22. The use of claim 16, wherein the individual is an adult individual over 30 years old.

23. The use of claim 16, wherein the individual is an adult individual over 60 years old.

24. The use of any one of claims 16-23, wherein the medicament further comprises an immunodetection point inhibitor.

25. The use of claim 24, wherein the immunodetection point inhibitor is a PD-1 or PD-L1 inhibitor or LAG-3 inhibitor.

26. The use of claim 25, wherein the engineered immune effector cell is a CAR-T cell, and wherein the medicament is formulated in a form that one or more doses of a PD-1 inhibitor are administered before, during and/or after administration of the CAR-T cell.
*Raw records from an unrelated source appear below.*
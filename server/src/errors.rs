use analysis_service_cli::launcher::LaunchError;
use axum::http::StatusCode;
use axum::response::{IntoResponse, Response};
use axum::Json;
use serde_json::json;
use thiserror::Error;
use tracing::warn;

/// Errors surfaced by the HTTP handlers, always rendered as `{"error": "..."}`.
#[derive(Debug, Error)]
pub enum ApiError {
    /// Malformed or rejected analysis request. Answered with 500, which
    /// existing clients expect.
    #[error("{0}")]
    Validation(String),

    #[error("Analysis not found")]
    NotFound,

    #[error("{0}")]
    BadRequest(String),

    #[error("{0}")]
    Internal(String),
}

impl ApiError {
    pub fn status(&self) -> StatusCode {
        match self {
            ApiError::Validation(_) | ApiError::Internal(_) => StatusCode::INTERNAL_SERVER_ERROR,
            ApiError::NotFound => StatusCode::NOT_FOUND,
            ApiError::BadRequest(_) => StatusCode::BAD_REQUEST,
        }
    }
}

impl From<LaunchError> for ApiError {
    fn from(err: LaunchError) -> Self {
        match err {
            LaunchError::Store(e) => ApiError::Internal(format!("Failed to start analysis: {e}")),
            other => ApiError::Validation(other.to_string()),
        }
    }
}

impl IntoResponse for ApiError {
    fn into_response(self) -> Response {
        let status = self.status();
        if status.is_server_error() {
            warn!(%status, error = %self, "request failed");
        }
        (status, Json(json!({ "error": self.to_string() }))).into_response()
    }
}
use tracing_subscriber::EnvFilter;

#[derive(Clone, Copy, Debug, PartialEq, Eq)]
pub enum LogFormat {
    /// One JSON object per line, for the server.
    Json,
    /// Human-readable lines, for the CLI.
    Pretty,
}

/// Installs the global subscriber, filtered by `RUST_LOG` (default `info`).
///
/// Later calls are no-ops.
pub fn init(format: LogFormat) {
    let filter = EnvFilter::try_from_default_env().unwrap_or_else(|_| EnvFilter::new("info"));

    let builder = tracing_subscriber::fmt().with_env_filter(filter);
    let _ = match format {
        LogFormat::Json => builder
            .json()
            .with_timer(tracing_subscriber::fmt::time::SystemTime)
            .with_target(false)
            .try_init(),
        LogFormat::Pretty => builder.with_target(false).try_init(),
    };
}
use std::collections::BTreeMap;

use analysis_service_cli::{
    AnalysisRequest, JobId, JobRecord, JobStatus, DEFAULT_ANALYSIS_DEPTH, DEFAULT_BRANCH,
};
use axum::extract::rejection::JsonRejection;
use axum::extract::{Path, State};
use axum::Json;
use serde::{Deserialize, Serialize};
use serde_json::Value;
use uuid::Uuid;

use crate::errors::ApiError;
use crate::state::AppState;

#[derive(Debug, Deserialize)]
pub struct AnalyzePayload {
    pub repository_url: String,
    #[serde(default = "default_branch")]
    pub branch: String,
    #[serde(default)]
    pub focus_areas: Option<Vec<String>>,
    #[serde(default = "default_depth")]
    pub depth: u32,
}

fn default_branch() -> String {
    DEFAULT_BRANCH.to_string()
}

fn default_depth() -> u32 {
    DEFAULT_ANALYSIS_DEPTH
}

impl From<AnalyzePayload> for AnalysisRequest {
    fn from(payload: AnalyzePayload) -> Self {
        AnalysisRequest {
            repository_url: payload.repository_url,
            branch: payload.branch,
            focus_areas: payload.focus_areas,
            depth: payload.depth,
        }
    }
}

#[derive(Debug, Serialize)]
pub struct AnalysisStarted {
    pub analysis_id: JobId,
    pub status: JobStatus,
    pub repository_url: String,
    pub findings: BTreeMap<String, String>,
    pub recommendations: Vec<String>,
    pub generated_code: Vec<Value>,
}

impl From<JobRecord> for AnalysisStarted {
    fn from(record: JobRecord) -> Self {
        AnalysisStarted {
            analysis_id: record.id,
            status: record.status,
            repository_url: record.repository_url,
            findings: record.findings,
            recommendations: record.recommendations,
            generated_code: record.generated_code,
        }
    }
}

/// POST /api/gemini/analyze
pub async fn start_analysis(
    State(state): State<AppState>,
    payload: Result<Json<AnalyzePayload>, JsonRejection>,
) -> Result<Json<AnalysisStarted>, ApiError> {
    let Json(payload) = payload.map_err(|e| ApiError::Validation(e.body_text()))?;
    let record = state.launcher.start(payload.into())?;
    Ok(Json(record.into()))
}

/// GET /api/gemini/analyze/{analysis_id}
pub async fn poll_analysis(
    State(state): State<AppState>,
    Path(analysis_id): Path<String>,
) -> Result<Json<JobRecord>, ApiError> {
    // Anything that is not one of our ids was never issued.
    let id = Uuid::parse_str(&analysis_id).map_err(|_| ApiError::NotFound)?;
    state.jobs().get(&id).map(Json).ok_or(ApiError::NotFound)
}
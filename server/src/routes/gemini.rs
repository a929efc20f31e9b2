use axum::routing::{get, post};
use axum::Router;

use crate::handlers::gemini_handlers::{poll_analysis, start_analysis};
use crate::state::AppState;

pub fn gemini_routes(state: AppState) -> Router {
    Router::new()
        .route("/analyze", post(start_analysis))
        .route("/analyze/{analysis_id}", get(poll_analysis))
        .with_state(state)
}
27. The use of claim 26, wherein the PD-1 inhibitor is an anti-PD-1 antibody.

28. The use of claim 16, wherein the engineered immune effector cell is a CAR-T cell, and wherein the uPAR positive expression rate of a tumor is determined on a tumor biopsy from an individual by immunohistochemical staining prior to administration of the CAR-T cell.

29. The use of claim 28, wherein the individual has NSCLC tumors with a uPAR positive expression rate of 25% to 80% or more, i.e., 25-80% or more of the tumor cells exhibit uPAR positive expression on the cell surface.